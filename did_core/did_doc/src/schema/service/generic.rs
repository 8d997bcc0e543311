use std::collections::HashMap;

use serde::{de::DeserializeOwned, Deserialize, Serialize};
use serde_json::Value;

use super::typed::ServiceType;
use crate::{error::DidDocumentError, schema::utils::OneOrList};

/// Untyped service entry. Every service deserializes through this shape first.
#[derive(Serialize, Deserialize, Clone, Debug, PartialEq)]
#[serde(rename_all = "camelCase")]
pub struct GenericService {
    id: String,
    #[serde(rename = "type")]
    #[serde(default, skip_serializing_if = "Option::is_none")]
    service_type: Option<OneOrList<ServiceType>>,
    #[serde(default)]
    service_endpoint: Value,
    #[serde(flatten)]
    #[serde(skip_serializing_if = "HashMap::is_empty")]
    extra: HashMap<String, Value>,
}

impl GenericService {
    pub fn new(
        id: String,
        service_type: Option<OneOrList<ServiceType>>,
        service_endpoint: Value,
        extra: HashMap<String, Value>,
    ) -> Self {
        Self {
            id,
            service_type,
            service_endpoint,
            extra,
        }
    }

    pub fn id(&self) -> &str {
        &self.id
    }

    pub fn service_type(&self) -> Option<&OneOrList<ServiceType>> {
        self.service_type.as_ref()
    }

    pub fn service_endpoint(&self) -> &Value {
        &self.service_endpoint
    }

    pub fn extra(&self) -> &HashMap<String, Value> {
        &self.extra
    }

    /// Reads an extra field as `T`. Absent and `null` fields both yield `Ok(None)`.
    pub fn extra_field_as<T: DeserializeOwned>(
        &self,
        key: &'static str,
    ) -> Result<Option<T>, DidDocumentError> {
        match self.extra.get(key) {
            None | Some(Value::Null) => Ok(None),
            Some(value) => serde_json::from_value(value.clone())
                .map(Some)
                .map_err(|err| DidDocumentError::InvalidField {
                    field: key,
                    reason: err.to_string(),
                }),
        }
    }

    pub(crate) fn expect_service_type(
        &self,
        expected: ServiceType,
    ) -> Result<(), DidDocumentError> {
        match &self.service_type {
            Some(OneOrList::One(service_type)) if service_type == &expected => Ok(()),
            Some(other) => Err(DidDocumentError::ServiceTypeMismatch {
                expected,
                found: other.to_string(),
            }),
            None => Err(DidDocumentError::MissingField("type")),
        }
    }

    pub(crate) fn service_endpoint_str(&self) -> Result<&str, DidDocumentError> {
        match &self.service_endpoint {
            Value::String(endpoint) => Ok(endpoint),
            Value::Null => Err(DidDocumentError::MissingField("serviceEndpoint")),
            other => Err(DidDocumentError::InvalidField {
                field: "serviceEndpoint",
                reason: format!("expected a string, found {}", other),
            }),
        }
    }
}
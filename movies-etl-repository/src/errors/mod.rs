//! Error types for the movies ETL repository.
//!
//! One error type per external collaborator.

mod catalog_error;
mod checkpoint_error;
mod search_index_error;

pub use catalog_error::CatalogError;
pub use checkpoint_error::CheckpointError;
pub use search_index_error::SearchIndexError;
use thiserror::Error;

#[derive(Debug, Error)]
/// Represents errors that can occur within the checkpoint store.
pub enum CheckpointError {
    #[error("Checkpoint I/O error: {0}")]
    Io(#[from] std::io::Error),

    #[error("Checkpoint encoding error: {0}")]
    Json(#[from] serde_json::Error),

    #[error("Invalid checkpoint timestamp for key '{key}': {value}")]
    InvalidTimestamp { key: String, value: String },
}
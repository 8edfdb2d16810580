//! Change markers read from the relational catalog.
//!
//! Every tracked table exposes an `updated_at` column. The extractor scans it
//! in ascending order and hands `ChangedRow`s downstream in fixed-size pages.

use std::fmt;

use chrono::{DateTime, Utc};
use serde::{Deserialize, Serialize};
use uuid::Uuid;

/// A catalog table whose changes are propagated to the search index.
#[derive(Debug, Clone, Copy, PartialEq, Eq, Hash, Serialize, Deserialize)]
#[serde(rename_all = "snake_case")]
pub enum TrackedTable {
    /// The root aggregate table. Its ids are document ids.
    FilmWork,
    /// Genres, linked to films through `genre_film_work`.
    Genre,
    /// People, linked to films through `person_film_work`.
    Person,
}

impl TrackedTable {
    /// Sweep order used by the orchestrator.
    pub const ALL: [TrackedTable; 3] = [
        TrackedTable::FilmWork,
        TrackedTable::Genre,
        TrackedTable::Person,
    ];

    /// Returns the table name in the catalog schema.
    pub fn table_name(&self) -> &'static str {
        match self {
            TrackedTable::FilmWork => "film_work",
            TrackedTable::Genre => "genre",
            TrackedTable::Person => "person",
        }
    }

    /// Whether rows of this table are root aggregates themselves.
    pub fn is_root(&self) -> bool {
        matches!(self, TrackedTable::FilmWork)
    }

    /// Join table and foreign key column linking a child table to `film_work`.
    ///
    /// Returns `None` for the root table.
    pub fn link(&self) -> Option<(&'static str, &'static str)> {
        match self {
            TrackedTable::FilmWork => None,
            TrackedTable::Genre => Some(("genre_film_work", "genre_id")),
            TrackedTable::Person => Some(("person_film_work", "person_id")),
        }
    }
}

impl fmt::Display for TrackedTable {
    fn fmt(&self, f: &mut fmt::Formatter<'_>) -> fmt::Result {
        f.write_str(self.table_name())
    }
}

/// Identifier and change timestamp of a row that changed after a watermark.
#[derive(Debug, Clone, Copy, PartialEq, Eq, Serialize, Deserialize)]
pub struct ChangedRow {
    pub id: Uuid,
    pub updated_at: DateTime<Utc>,
}

impl ChangedRow {
    pub fn new(id: Uuid, updated_at: DateTime<Utc>) -> Self {
        Self { id, updated_at }
    }
}

/// Keyset position for paginated scans ordered by `(updated_at, id)`.
///
/// A cursor without an id is the start of a scan: it matches every row whose
/// `updated_at` is strictly greater than the timestamp. A cursor with an id is
/// a continuation: it matches rows sorting strictly after `(updated_at, id)`.
#[derive(Debug, Clone, Copy, PartialEq, Eq)]
pub struct PageCursor {
    pub updated_at: DateTime<Utc>,
    pub id: Option<Uuid>,
}

impl PageCursor {
    /// Cursor for the first page of a scan starting after `since`.
    pub fn since(since: DateTime<Utc>) -> Self {
        Self {
            updated_at: since,
            id: None,
        }
    }

    /// Cursor positioned after the given row.
    pub fn after(row: &ChangedRow) -> Self {
        Self {
            updated_at: row.updated_at,
            id: Some(row.id),
        }
    }

    /// Whether `row` lies strictly after this cursor in `(updated_at, id)` order.
    pub fn admits(&self, row: &ChangedRow) -> bool {
        match self.id {
            None => row.updated_at > self.updated_at,
            Some(id) => (row.updated_at, row.id) > (self.updated_at, id),
        }
    }
}
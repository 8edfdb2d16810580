//! Enricher module for the movies ETL pipeline.
//!
//! Maps a page of changed rows to the films whose documents they affect and
//! reports whether all of those films were indexed.
//!
//! - `film_work` rows are films already and pass straight through.
//! - `genre` and `person` rows are resolved through their join tables to the
//!   distinct films referencing them, paged by the films' own `updated_at`.

use std::sync::Arc;

use movies_etl_repository::CatalogRepository;
use movies_etl_shared::{ChangedRow, PageCursor, TrackedTable};
use tracing::{debug, info, Instrument, Span};
use uuid::Uuid;

use crate::errors::IngestError;
use crate::merger::{Merger, RootBatch};
use crate::stats::PipelineStats;

/// One extractor page of changed rows from `table`.
#[derive(Debug, Clone)]
pub struct ChangedPage {
    pub table: TrackedTable,
    pub rows: Vec<ChangedRow>,
}

/// Enricher stage.
pub struct Enricher {
    catalog: Arc<dyn CatalogRepository>,
    next: Merger,
    page_size: usize,
    stats: Arc<PipelineStats>,
    span: Span,
}

impl Enricher {
    pub fn new(
        catalog: Arc<dyn CatalogRepository>,
        next: Merger,
        page_size: usize,
        stats: Arc<PipelineStats>,
        span: Span,
    ) -> Self {
        Self {
            catalog,
            next,
            page_size: page_size.max(1),
            stats,
            span,
        }
    }

    /// Push a page through the rest of the pipeline.
    ///
    /// Returns `Ok(true)` if every affected film was indexed. A child page
    /// that no film references is trivially indexed.
    pub async fn push(&self, page: ChangedPage) -> Result<bool, IngestError> {
        self.enrich(page).instrument(self.span.clone()).await
    }

    async fn enrich(&self, page: ChangedPage) -> Result<bool, IngestError> {
        if page.rows.is_empty() {
            return Ok(true);
        }

        if page.table.is_root() {
            let film_ids: Vec<Uuid> = page.rows.iter().map(|row| row.id).collect();
            self.stats.record_enriched(film_ids.len());
            self.next.push(RootBatch { film_ids }).await
        } else {
            self.push_referencing_films(page.table, &page.rows).await
        }
    }

    /// Page through the films referencing `rows` until a page comes back empty.
    async fn push_referencing_films(
        &self,
        table: TrackedTable,
        rows: &[ChangedRow],
    ) -> Result<bool, IngestError> {
        info!(table = %table, rows = rows.len(), "Enriching changes");

        let child_ids: Vec<Uuid> = rows.iter().map(|row| row.id).collect();
        let mut cursor: Option<PageCursor> = None;
        let mut all_indexed = true;
        let mut films_total = 0usize;

        loop {
            let films = self
                .catalog
                .films_referencing(table, &child_ids, cursor.as_ref(), self.page_size)
                .await?;
            let Some(last) = films.last() else {
                break;
            };
            cursor = Some(PageCursor::after(last));
            films_total += films.len();
            self.stats.record_enriched(films.len());

            let film_ids = films.iter().map(|film| film.id).collect();
            if !self.next.push(RootBatch { film_ids }).await? {
                all_indexed = false;
            }
        }

        debug!(
            table = %table,
            children = child_ids.len(),
            films = films_total,
            "Enrichment drained"
        );
        Ok(all_indexed)
    }
}
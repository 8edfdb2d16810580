//! Error types for the movies ETL pipeline.

use movies_etl_repository::{CatalogError, CheckpointError, SearchIndexError};
use thiserror::Error;

/// Errors that can abort a sweep attempt.
#[derive(Error, Debug)]
pub enum IngestError {
    /// Error reading from the relational catalog.
    #[error("Catalog error: {0}")]
    CatalogError(#[from] CatalogError),

    /// Error talking to the search index.
    #[error("Search index error: {0}")]
    SearchIndexError(#[from] SearchIndexError),

    /// Error reading or persisting a watermark.
    #[error("Checkpoint error: {0}")]
    CheckpointError(#[from] CheckpointError),

    /// The outer retry policy ran out of attempts.
    #[error("Retry budget exhausted after {attempts} attempts: {last_error}")]
    RetryBudgetExhausted {
        attempts: usize,
        last_error: Box<IngestError>,
    },
}

impl IngestError {
    /// Whether the error is a loss of connectivity to the catalog or the search engine.
    pub fn is_transient(&self) -> bool {
        match self {
            Self::CatalogError(e) => e.is_transient(),
            Self::SearchIndexError(e) => e.is_transient(),
            Self::CheckpointError(_) | Self::RetryBudgetExhausted { .. } => false,
        }
    }
}
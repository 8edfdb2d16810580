//! Runtime settings read from the environment.

use std::env;
use std::fmt;
use std::path::PathBuf;
use std::str::FromStr;
use std::time::Duration;

use movies_etl_repository::opensearch::INDEX_NAME;
use sqlx::postgres::PgConnectOptions;
use tracing::warn;

use crate::IndexingError;

/// Default shared watermark key.
pub const DEFAULT_STATE_KEY: &str = "last_movies_updated";

/// How watermarks are keyed in the checkpoint store.
#[derive(Debug, Clone, Copy, PartialEq, Eq)]
pub enum CheckpointKeying {
    /// One key for every tracked table.
    Shared,
    /// One key per tracked table, `<key>:<table>`.
    PerTable,
}

impl FromStr for CheckpointKeying {
    type Err = String;

    fn from_str(s: &str) -> Result<Self, Self::Err> {
        match s.to_lowercase().as_str() {
            "shared" => Ok(Self::Shared),
            "per-table" | "per_table" | "pertable" => Ok(Self::PerTable),
            other => Err(format!(
                "unknown checkpoint keying '{}', expected 'shared' or 'per-table'",
                other
            )),
        }
    }
}

/// Log output format.
#[derive(Debug, Clone, Copy, PartialEq, Eq)]
pub enum LogFormat {
    Pretty,
    Json,
}

impl FromStr for LogFormat {
    type Err = String;

    fn from_str(s: &str) -> Result<Self, Self::Err> {
        match s.to_lowercase().as_str() {
            "pretty" => Ok(Self::Pretty),
            "json" => Ok(Self::Json),
            other => Err(format!(
                "unknown log format '{}', expected 'pretty' or 'json'",
                other
            )),
        }
    }
}

/// Connection mode for the search engine at startup.
#[derive(Debug, Clone, Copy, PartialEq, Eq)]
pub enum ConnectionMode {
    /// Fail immediately if the index cannot be provisioned.
    FailFast,
    /// Retry provisioning at a fixed interval until it succeeds.
    Retry,
}

impl ConnectionMode {
    /// Valid values: "fail-fast" or "retry" (case-insensitive).
    /// Anything else falls back to "retry" with a warning.
    fn parse_or_default(value: Option<String>) -> Self {
        match value
            .unwrap_or_else(|| "retry".to_string())
            .to_lowercase()
            .as_str()
        {
            "fail-fast" | "failfast" | "fail_fast" => Self::FailFast,
            "retry" => Self::Retry,
            _ => {
                warn!("Invalid OPENSEARCH_CONNECTION_MODE, defaulting to 'retry'");
                Self::Retry
            }
        }
    }
}

/// Every setting the ETL process needs.
#[derive(Clone)]
pub struct EtlConfig {
    pub database: PgConnectOptions,
    pub db_schema: String,
    pub search_url: String,
    pub index_name: String,
    pub index_schema_path: Option<PathBuf>,
    pub refresh_interval: Duration,
    pub page_size: usize,
    pub state_path: PathBuf,
    pub state_key: String,
    pub checkpoint_keying: CheckpointKeying,
    pub retry_delay: Duration,
    pub retry_max_attempts: usize,
    pub connection_mode: ConnectionMode,
    pub connection_retry_interval: Duration,
    pub log_format: LogFormat,
}

impl fmt::Debug for EtlConfig {
    // PgConnectOptions carries the password.
    fn fmt(&self, f: &mut fmt::Formatter<'_>) -> fmt::Result {
        f.debug_struct("EtlConfig")
            .field("db_host", &self.database.get_host())
            .field("db_port", &self.database.get_port())
            .field("db_name", &self.database.get_database())
            .field("db_schema", &self.db_schema)
            .field("search_url", &self.search_url)
            .field("index_name", &self.index_name)
            .field("index_schema_path", &self.index_schema_path)
            .field("refresh_interval", &self.refresh_interval)
            .field("page_size", &self.page_size)
            .field("state_path", &self.state_path)
            .field("state_key", &self.state_key)
            .field("checkpoint_keying", &self.checkpoint_keying)
            .field("retry_delay", &self.retry_delay)
            .field("retry_max_attempts", &self.retry_max_attempts)
            .field("connection_mode", &self.connection_mode)
            .field("log_format", &self.log_format)
            .finish()
    }
}

impl EtlConfig {
    /// Read the configuration from process environment variables.
    ///
    /// # Environment Variables
    ///
    /// - `DATABASE_URL`: Full PostgreSQL URL; overrides the `DB_*` variables
    /// - `DB_NAME`, `POSTGRES_USER`, `POSTGRES_PASSWORD`, `DB_HOST`, `DB_PORT`:
    ///   Connection parameters (default: movies_database, app, empty, 127.0.0.1, 5432)
    /// - `DB_SCHEMA`: Schema of the catalog tables (default: content)
    /// - `ELASTIC_HOST`, `ELASTIC_PORT`: Search engine address (default: 127.0.0.1:9200)
    /// - `INDEX_NAME`: Target index (default: movies)
    /// - `INDEX_SCHEMA_PATH`: Index settings and mappings file (default: built-in mapping)
    /// - `REFRESH_INTERVAL_SECS`: Idle time between sweeps (default: 10)
    /// - `PAGE_SIZE`: Rows per page in every stage (default: 100)
    /// - `STATE_PATH`: Checkpoint file (default: storage.json)
    /// - `STATE_KEY`: Watermark key (default: last_movies_updated)
    /// - `CHECKPOINT_KEYING`: "shared" or "per-table" (default: shared)
    /// - `RETRY_DELAY_SECS`: Delay between sweep attempts (default: 10)
    /// - `RETRY_MAX_ATTEMPTS`: Sweep attempt budget (default: 1000)
    /// - `OPENSEARCH_CONNECTION_MODE`: "fail-fast" or "retry" (default: retry)
    /// - `OPENSEARCH_RETRY_INTERVAL_SECS`: Startup retry interval (default: 15)
    /// - `LOG_FORMAT`: "pretty" or "json" (default: pretty)
    pub fn from_env() -> Result<Self, IndexingError> {
        Self::from_lookup(|key| env::var(key).ok())
    }

    /// Build the configuration from an arbitrary variable lookup.
    pub fn from_lookup<F>(lookup: F) -> Result<Self, IndexingError>
    where
        F: Fn(&str) -> Option<String>,
    {
        let var = |key: &str, default: &str| lookup(key).unwrap_or_else(|| default.to_string());

        let database = match lookup("DATABASE_URL") {
            Some(url) => PgConnectOptions::from_str(&url)
                .map_err(|e| IndexingError::config(format!("Invalid DATABASE_URL: {}", e)))?,
            None => PgConnectOptions::new()
                .host(&var("DB_HOST", "127.0.0.1"))
                .port(parse_number(&lookup, "DB_PORT", 5432u16)?)
                .username(&var("POSTGRES_USER", "app"))
                .password(&var("POSTGRES_PASSWORD", ""))
                .database(&var("DB_NAME", "movies_database")),
        };

        let search_url = format!(
            "http://{}:{}",
            var("ELASTIC_HOST", "127.0.0.1"),
            parse_number(&lookup, "ELASTIC_PORT", 9200u16)?
        );

        let page_size = parse_number(&lookup, "PAGE_SIZE", 100usize)?;
        if page_size == 0 {
            return Err(IndexingError::config("PAGE_SIZE must be greater than zero"));
        }

        let retry_max_attempts = parse_number(&lookup, "RETRY_MAX_ATTEMPTS", 1000usize)?;
        if retry_max_attempts == 0 {
            return Err(IndexingError::config(
                "RETRY_MAX_ATTEMPTS must be greater than zero",
            ));
        }

        Ok(Self {
            database,
            db_schema: var("DB_SCHEMA", "content"),
            search_url,
            index_name: var("INDEX_NAME", INDEX_NAME),
            index_schema_path: lookup("INDEX_SCHEMA_PATH").map(PathBuf::from),
            refresh_interval: Duration::from_secs(parse_number(
                &lookup,
                "REFRESH_INTERVAL_SECS",
                10u64,
            )?),
            page_size,
            state_path: PathBuf::from(var("STATE_PATH", "storage.json")),
            state_key: var("STATE_KEY", DEFAULT_STATE_KEY),
            checkpoint_keying: parse_enum(&lookup, "CHECKPOINT_KEYING", CheckpointKeying::Shared)?,
            retry_delay: Duration::from_secs(parse_number(&lookup, "RETRY_DELAY_SECS", 10u64)?),
            retry_max_attempts,
            connection_mode: ConnectionMode::parse_or_default(lookup("OPENSEARCH_CONNECTION_MODE")),
            connection_retry_interval: Duration::from_secs(parse_number(
                &lookup,
                "OPENSEARCH_RETRY_INTERVAL_SECS",
                15u64,
            )?),
            log_format: parse_enum(&lookup, "LOG_FORMAT", LogFormat::Pretty)?,
        })
    }
}

fn parse_number<F, T>(lookup: &F, key: &str, default: T) -> Result<T, IndexingError>
where
    F: Fn(&str) -> Option<String>,
    T: FromStr,
    T::Err: fmt::Display,
{
    match lookup(key) {
        Some(raw) => raw
            .trim()
            .parse()
            .map_err(|e| IndexingError::config(format!("Invalid {} '{}': {}", key, raw, e))),
        None => Ok(default),
    }
}

fn parse_enum<F, T>(lookup: &F, key: &str, default: T) -> Result<T, IndexingError>
where
    F: Fn(&str) -> Option<String>,
    T: FromStr<Err = String>,
{
    match lookup(key) {
        Some(raw) => raw
            .parse()
            .map_err(|e| IndexingError::config(format!("Invalid {}: {}", key, e))),
        None => Ok(default),
    }
}
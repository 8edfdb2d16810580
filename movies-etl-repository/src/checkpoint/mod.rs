//! Checkpoint store implementations.
//!
//! - [`JsonFileCheckpointStore`]: the production store, a single JSON object
//!   mapping watermark keys to timestamps
//! - [`InMemoryCheckpointStore`]: a volatile store for tests and dry runs

mod json_file;
mod memory;

pub use json_file::JsonFileCheckpointStore;
pub use memory::InMemoryCheckpointStore;
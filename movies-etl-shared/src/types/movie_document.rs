//! Movie document types for the search index.
//!
//! This module defines the document structure that is indexed in the search engine.

use serde::{Deserialize, Serialize};
use uuid::Uuid;

use crate::types::aggregate::PersonRef;

/// Document representation for the `movies` index.
///
/// This struct is the indexable projection of one film aggregate. Each bulk
/// write replaces any stored document with the same `id`.
///
/// # Fields
///
/// - `id`: Film work identifier, also used as the index document id
/// - `imdb_rating`: Optional rating
/// - `title`: Film title
/// - `description`: Optional description text
/// - `genre`: Genre names
/// - `actors_names` / `writers_names` / `director`: Flat name lists per role
/// - `actors` / `writers`: `{id, name}` objects per role
///
/// Directors are only emitted as a name list. Index consumers depend on this
/// shape, so there is no `directors` object list.
#[derive(Debug, Clone, Serialize, Deserialize, PartialEq)]
pub struct MovieDocument {
    pub id: Uuid,
    pub imdb_rating: Option<f64>,
    pub title: String,
    pub description: Option<String>,
    pub genre: Vec<String>,
    pub actors_names: Vec<String>,
    pub writers_names: Vec<String>,
    pub director: Vec<String>,
    pub actors: Vec<PersonRef>,
    pub writers: Vec<PersonRef>,
}

impl MovieDocument {
    /// Generate the document ID used in the search index.
    pub fn document_id(&self) -> String {
        self.id.to_string()
    }
}
use async_trait::async_trait;
use chrono::{DateTime, Utc};

use crate::errors::CheckpointError;

/// Durable, monotonic watermark storage keyed by watermark name.
///
/// `set` applies a value only if it is strictly greater than the stored value
/// for the key, or if nothing is stored yet. Any other call is a silent no-op.
/// Implementations are not required to support concurrent writers.
#[async_trait]
pub trait CheckpointStore: Send + Sync {
    /// Returns the stored watermark for `key`, if any.
    async fn get(&self, key: &str) -> Result<Option<DateTime<Utc>>, CheckpointError>;

    /// Proposes a new watermark for `key`.
    ///
    /// Returns `true` if the value was applied and persisted.
    async fn set(&self, key: &str, value: DateTime<Utc>) -> Result<bool, CheckpointError>;
}
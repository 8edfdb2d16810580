//! JSON file implementation of the checkpoint store.
//!
//! Stores every watermark in one JSON object, e.g.
//! `{"last_movies_updated": "2024-03-01T12:00:00.000000Z"}`, so the indexer can
//! resume after restarts.

use std::collections::BTreeMap;
use std::io::ErrorKind;
use std::path::{Path, PathBuf};

use async_trait::async_trait;
use chrono::{DateTime, SecondsFormat, Utc};
use tokio::io::AsyncWriteExt;
use tokio::sync::Mutex;
use tracing::{debug, info};

use crate::errors::CheckpointError;
use crate::interfaces::CheckpointStore;

/// File-backed checkpoint store.
///
/// The file is read once when the store is opened and rewritten on every
/// accepted `set`. Writes go to a sibling `.tmp` file which is synced to disk
/// and then renamed over the checkpoint file.
pub struct JsonFileCheckpointStore {
    path: PathBuf,
    state: Mutex<BTreeMap<String, DateTime<Utc>>>,
}

impl JsonFileCheckpointStore {
    /// Opens the store at `path`, loading any watermarks already persisted.
    ///
    /// A missing or empty file is an empty store.
    ///
    /// # Errors
    ///
    /// Returns [`CheckpointError`] if the file cannot be read, is not a JSON
    /// object of strings, or holds a value that is not a timestamp.
    pub async fn open(path: impl Into<PathBuf>) -> Result<Self, CheckpointError> {
        let path = path.into();
        let state = match tokio::fs::read_to_string(&path).await {
            Ok(contents) => parse_state(&contents)?,
            Err(e) if e.kind() == ErrorKind::NotFound => BTreeMap::new(),
            Err(e) => return Err(e.into()),
        };

        info!(
            path = %path.display(),
            keys = state.len(),
            "Opened checkpoint store"
        );

        Ok(Self {
            path,
            state: Mutex::new(state),
        })
    }

    /// Path of the checkpoint file.
    pub fn path(&self) -> &Path {
        &self.path
    }

    async fn persist(&self, state: &BTreeMap<String, DateTime<Utc>>) -> Result<(), CheckpointError> {
        let encoded: BTreeMap<&str, String> = state
            .iter()
            .map(|(key, value)| {
                (
                    key.as_str(),
                    value.to_rfc3339_opts(SecondsFormat::Micros, true),
                )
            })
            .collect();
        let bytes = serde_json::to_vec(&encoded)?;

        let mut tmp = self.path.clone().into_os_string();
        tmp.push(".tmp");
        let tmp = PathBuf::from(tmp);

        let mut file = tokio::fs::File::create(&tmp).await?;
        file.write_all(&bytes).await?;
        file.sync_all().await?;
        drop(file);
        tokio::fs::rename(&tmp, &self.path).await?;

        Ok(())
    }
}

/// Accepts RFC 3339 timestamps as well as the space-separated form
/// (`2023-06-16 20:14:09.221837+00:00`).
fn parse_state(contents: &str) -> Result<BTreeMap<String, DateTime<Utc>>, CheckpointError> {
    if contents.trim().is_empty() {
        return Ok(BTreeMap::new());
    }

    let raw: BTreeMap<String, String> = serde_json::from_str(contents)?;
    raw.into_iter()
        .map(|(key, value)| match value.parse::<DateTime<Utc>>() {
            Ok(ts) => Ok((key, ts)),
            Err(_) => Err(CheckpointError::InvalidTimestamp { key, value }),
        })
        .collect()
}

#[async_trait]
impl CheckpointStore for JsonFileCheckpointStore {
    async fn get(&self, key: &str) -> Result<Option<DateTime<Utc>>, CheckpointError> {
        Ok(self.state.lock().await.get(key).copied())
    }

    async fn set(&self, key: &str, value: DateTime<Utc>) -> Result<bool, CheckpointError> {
        let mut state = self.state.lock().await;

        if let Some(current) = state.get(key) {
            if value <= *current {
                debug!(key = %key, current = %current, proposed = %value, "Ignoring non-advancing checkpoint");
                return Ok(false);
            }
        }

        let mut next = state.clone();
        next.insert(key.to_string(), value);
        self.persist(&next).await?;
        *state = next;

        Ok(true)
    }
}
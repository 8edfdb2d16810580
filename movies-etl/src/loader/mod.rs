//! Loader module for the movies ETL pipeline.
//!
//! Bulk-upserts transformed documents into the search index and reports
//! whether the batch went through without a single rejected document.

use std::sync::Arc;

use movies_etl_repository::SearchIndexProvider;
use movies_etl_shared::MovieDocument;
use tracing::{debug, error, info, instrument, warn, Instrument, Span};

use crate::errors::IngestError;
use crate::stats::PipelineStats;

/// Documents produced from one merged page.
#[derive(Debug, Clone, Default)]
pub struct DocumentBatch {
    pub documents: Vec<MovieDocument>,
}

/// Indexer stage: the end of the document flow.
///
/// The indexer is responsible for:
/// - Writing a batch in a single bulk request keyed by film id
/// - Logging each rejected document with its error
/// - Turning the bulk outcome into a single success flag for the batch
pub struct Indexer {
    provider: Arc<dyn SearchIndexProvider>,
    stats: Arc<PipelineStats>,
    span: Span,
}

impl Indexer {
    /// Create a new indexer writing through the given provider.
    pub fn new(provider: Arc<dyn SearchIndexProvider>, stats: Arc<PipelineStats>, span: Span) -> Self {
        Self {
            provider,
            stats,
            span,
        }
    }

    /// Index a batch.
    ///
    /// Returns `Ok(true)` only if every document was accepted. An empty batch
    /// is trivially indexed. Rejections, whether per document or of the whole
    /// request, yield `Ok(false)`; only an unreachable search engine is an error.
    pub async fn push(&self, batch: DocumentBatch) -> Result<bool, IngestError> {
        self.index(batch.documents)
            .instrument(self.span.clone())
            .await
    }

    #[instrument(skip_all, fields(document_count = documents.len()))]
    async fn index(&self, documents: Vec<MovieDocument>) -> Result<bool, IngestError> {
        if documents.is_empty() {
            debug!("No documents to index");
            return Ok(true);
        }

        let count = documents.len();
        match self.provider.bulk_upsert_documents(&documents).await {
            Ok(summary) if summary.is_complete_success() => {
                self.stats.record_indexed(summary.succeeded);
                info!(count = summary.succeeded, "Indexed documents");
                Ok(true)
            }
            Ok(summary) => {
                warn!(
                    succeeded = summary.succeeded,
                    failed = summary.failed,
                    "Bulk upsert completed with some failures"
                );
                for result in summary.results.iter().filter(|r| !r.success) {
                    if let Some(ref err) = result.error {
                        error!(
                            document_id = %result.document_id,
                            error = %err,
                            "Failed to index document"
                        );
                    }
                }
                self.stats.record_indexed(summary.succeeded);
                self.stats.record_failed_batch();
                Ok(false)
            }
            Err(e) if e.is_transient() => {
                error!(error = %e, count = count, "Search engine unreachable");
                Err(e.into())
            }
            Err(e) => {
                error!(error = %e, count = count, "Bulk upsert rejected");
                self.stats.record_failed_batch();
                Ok(false)
            }
        }
    }
}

■ Task brief:
All that should be written out is the stretch of lines above between the one holding "pub fn extra(&self)" and the one holding "None | Some(Value::Null)", inclusive, exactly as given.

■ The answer:
    pub fn extra(&self) -> &HashMap<String, Value> {
        &self.extra
    }

    /// Reads an extra field as `T`. Absent and `null` fields both yield `Ok(None)`.
    pub fn extra_field_as<T: DeserializeOwned>(
        &self,
        key: &'static str,
    ) -> Result<Option<T>, DidDocumentError> {
        match self.extra.get(key) {
            None | Some(Value::Null) => Ok(None),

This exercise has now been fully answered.